Press-Republican

Monday

March 24, 2014

Lookback: March 24 to 30

25 YEARS — 1989

• A proposal by the Franklin County Legislature to make most of the jobs in the Sheriff’s Department Civil Service positions is not welcomed by Franklin County Sheriff Mel Nemier or deputy sheriffs. The 26 full-time and 14 part-time employees have been working without a contract since Dec. 31, 1988, and they think the proposal will throw a wrench in their negotiations. The county is attempting to negotiate the contracts as if the positions had already been brought under Civil Service law. 

• The recent rash of warnings about hazardous elements in fruits and vegetables has spurred an interest in organic farming that may be visible locally this summer when the Plattsburgh Farmers Market opens its second season. The Common Council has approved Trinity Park for the location and the $100 peddler fee has been waived. 

• The YMCA organization, Y Kids for Peace, is preparing 20 youths and five adults from the Soviet Union to visit Plattsburgh. In order to communicate with their foreign friends, 14 of the Plattsburgh youths and club founder Linda Ward have been taking basic Russian lessons with volunteer teacher Bob Winkler. “We want to have a generation of children who are not frightened of the Soviet Union,” Ward said. 

50 YEARS — 1964

• John Colver, manager of the Municipal Airport for 14 years, will become Plattsburgh city chamberlain, the top-paid position in the city administration. His salary as port manager was $7,072 and his salary as chamberlain will be $11,388. Colver will succeed J. Omer Laplante, who is leaving for Albany to become assistant to the director of the New York State Conference of Mayors. 

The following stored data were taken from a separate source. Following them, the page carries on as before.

//! Inbound decode path
//!
//! One entry point, dispatched on the record's content type:
//!
//! 1. resolve the content type from the headers
//! 2. `application/json` compatible: UTF-8 JSON
//! 3. `application/*+avro` compatible: wire format, writer schema by id
//! 4. anything else: [`BridgeError::UnsupportedContentType`]

use crate::avro::{wire_decode, AvroDecoder};
use crate::error::{BridgeError, BridgeResult};
use crate::headers::{ContentTypeResolver, HeaderLookup};
use crate::mime::MimeType;
use crate::registry::SchemaId;
use crate::resolver::SchemaResolver;
use serde_json::Value as JsonValue;
use std::sync::Arc;
use tracing::{debug, error};

/// A decoded record payload
#[derive(Debug, Clone, PartialEq)]
pub enum DecodedValue {
    Json(JsonValue),
    Avro { schema_id: SchemaId, value: JsonValue },
}

impl DecodedValue {
    pub fn value(&self) -> &JsonValue {
        match self {
            DecodedValue::Json(value) | DecodedValue::Avro { value, .. } => value,
        }
    }

    pub fn into_value(self) -> JsonValue {
        match self {
            DecodedValue::Json(value) | DecodedValue::Avro { value, .. } => value,
        }
    }
}

/// Content-type driven payload decoder
pub struct PayloadDecoder {
    resolver: Arc<SchemaResolver>,
    json: MimeType,
    avro: MimeType,
}

impl PayloadDecoder {
    pub fn new(resolver: Arc<SchemaResolver>) -> Self {
        Self {
            resolver,
            json: MimeType::application_json(),
            avro: MimeType::application_avro_wildcard(),
        }
    }

    /// Decode a consumed record.
    ///
    /// The content type is resolved first, so a record without one fails
    /// with `MissingContentType` even when it has no payload. An absent
    /// payload (tombstone) decodes to `None`.
    pub async fn decode<H: HeaderLookup + ?Sized>(
        &self,
        topic: &str,
        headers: &H,
        bytes: Option<&[u8]>,
    ) -> BridgeResult<Option<DecodedValue>> {
        let content_type = ContentTypeResolver::resolve(headers)?;
        let Some(bytes) = bytes else {
            debug!(topic = %topic, content_type = %content_type, "Record has no payload");
            return Ok(None);
        };

        if content_type.is_compatible_with(&self.json) {
            debug!(topic = %topic, content_type = %content_type, "Decoding JSON payload");
            let value = serde_json::from_slice(bytes)
                .map_err(|e| BridgeError::Decoding(format!("invalid JSON payload: {}", e)))?;
            Ok(Some(DecodedValue::Json(value)))
        } else if content_type.is_compatible_with(&self.avro) {
            let (schema_id, datum) = wire_decode(bytes)?;
            debug!(
                topic = %topic,
                content_type = %content_type,
                schema_id = %schema_id,
                "Decoding Avro payload"
            );
            let schema = self.resolver.resolve_by_id(schema_id).await?;
            let value = AvroDecoder::decode(datum, &schema)?;
            Ok(Some(DecodedValue::Avro { schema_id, value }))
        } else {
            Err(BridgeError::UnsupportedContentType(content_type.to_string()))
        }
    }

    /// Header-less decoding is not supported; the content type decides the
    /// codec and only lives in the headers.
    pub fn decode_without_headers(
        &self,
        topic: &str,
        _bytes: Option<&[u8]>,
    ) -> BridgeResult<Option<DecodedValue>> {
        error!(topic = %topic, "Decode called without headers");
        Err(BridgeError::UnsupportedOperation(
            "decoding requires record headers",
        ))
    }
}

• A majority of the 300 Plattsburgh families apart of the city school system judged it successful, according to a survey. Regarding homework, 75 percent of parents thought there was enough, while others said there was too much or too little work. Half of parents thought the school got adequate financial help, 20 percent thought there was inadequate support and 29 percent had no opinion. Almost half of parents weren’t satisfied with the school system’s programs for special needs children and crowded conditions were top on the list for improvement suggestions.